▶ **Instructions to follow**:
From the entries below, copy every line that holds the word "placeholder".

▶ **Records to process**:
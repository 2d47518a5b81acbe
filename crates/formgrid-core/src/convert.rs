//! Conversion between editing-time elements and persisted fields.

use crate::element::{
    ChoiceOption, Element, ElementId, FieldKind, FieldRef, GridRect, NumberBounds,
};
use crate::field::{Field, FieldOption, FIELD_NAME_MAX};
use std::time::{SystemTime, UNIX_EPOCH};
use uuid::Uuid;

/// Build an element from a stored field.
///
/// Type names outside the closed set recover to `text`; this is a policy,
/// not an error, and never fails a load.
pub fn field_to_element(field: &Field) -> Element {
    let kind = FieldKind::from_wire(&field.field_type).unwrap_or_else(|| {
        log::warn!(
            "unknown field type '{}' on field '{}', defaulting to text",
            field.field_type,
            field.name
        );
        FieldKind::Text
    });

    let bounds = if field.min.is_some() || field.max.is_some() {
        Some(NumberBounds {
            min: field.min,
            max: field.max,
        })
    } else {
        None
    };

    Element {
        id: new_element_id(),
        field_ref: field.id.map(FieldRef::Persisted).unwrap_or(FieldRef::New),
        kind,
        label: field.label.clone(),
        name: if field.name.is_empty() {
            None
        } else {
            Some(field.name.clone())
        },
        placeholder: field.placeholder.clone(),
        required: field.required,
        default_value: field.default_value.clone(),
        options: field
            .field_option
            .iter()
            .map(|option| ChoiceOption::new(option.label.clone(), option.value.clone()))
            .collect(),
        bounds,
        rect: GridRect::new(field.x, field.y, field.w, field.h),
    }
}

/// Build the stored representation of an element.
///
/// `cat_id` is the owning collection, supplied by the caller; `sequence` is
/// the element's ordinal within the batch being sent.
pub fn element_to_field(element: &Element, cat_id: i64, sequence: i64) -> Field {
    let (min, max) = match (element.kind, element.bounds) {
        (FieldKind::Number, Some(bounds)) => (bounds.min, bounds.max),
        _ => (None, None),
    };

    let field_option = if element.kind.has_options() {
        element
            .options
            .iter()
            .map(|option| FieldOption {
                label: option.label.clone(),
                value: option.value.clone(),
            })
            .collect()
    } else {
        Vec::new()
    };

    Field {
        id: element.field_ref.persisted_id(),
        cat_id,
        field_type: element.kind.wire_name().to_string(),
        label: element.label.clone(),
        name: resolved_name(element),
        placeholder: element.placeholder.clone().filter(|s| !s.is_empty()),
        required: element.required,
        default_value: element.default_value.clone().filter(|s| !s.is_empty()),
        field_option,
        min,
        max,
        x: element.rect.x,
        y: element.rect.y,
        w: element.rect.w,
        h: element.rect.h,
        sequence,
    }
}

fn new_element_id() -> ElementId {
    Uuid::new_v4()
}

/// Resolve the persisted name: a non-empty user-set name wins, trimmed and
/// capped; otherwise one is generated.
fn resolved_name(element: &Element) -> String {
    match element.name.as_deref().map(str::trim) {
        Some(name) if !name.is_empty() => name.chars().take(FIELD_NAME_MAX).collect(),
        _ => generated_name(element.kind),
    }
}

/// Generate a field name: the kind's 3-character prefix plus the current
/// high-resolution timestamp. When the combination exceeds the cap, the
/// timestamp keeps its tail so the fastest-changing digits survive.
fn generated_name(kind: FieldKind) -> String {
    let prefix = kind.name_prefix();
    let stamp = SystemTime::now()
        .duration_since(UNIX_EPOCH)
        .map(|elapsed| elapsed.as_nanos().to_string())
        .unwrap_or_else(|_| "0".to_string());

    let available = FIELD_NAME_MAX - prefix.len();
    if stamp.len() > available {
        format!("{}{}", prefix, &stamp[stamp.len() - available..])
    } else {
        format!("{}{}", prefix, stamp)
    }
}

▶ **Result of the exercise**:
        placeholder: field.placeholder.clone(),
        placeholder: element.placeholder.clone().filter(|s| !s.is_empty()),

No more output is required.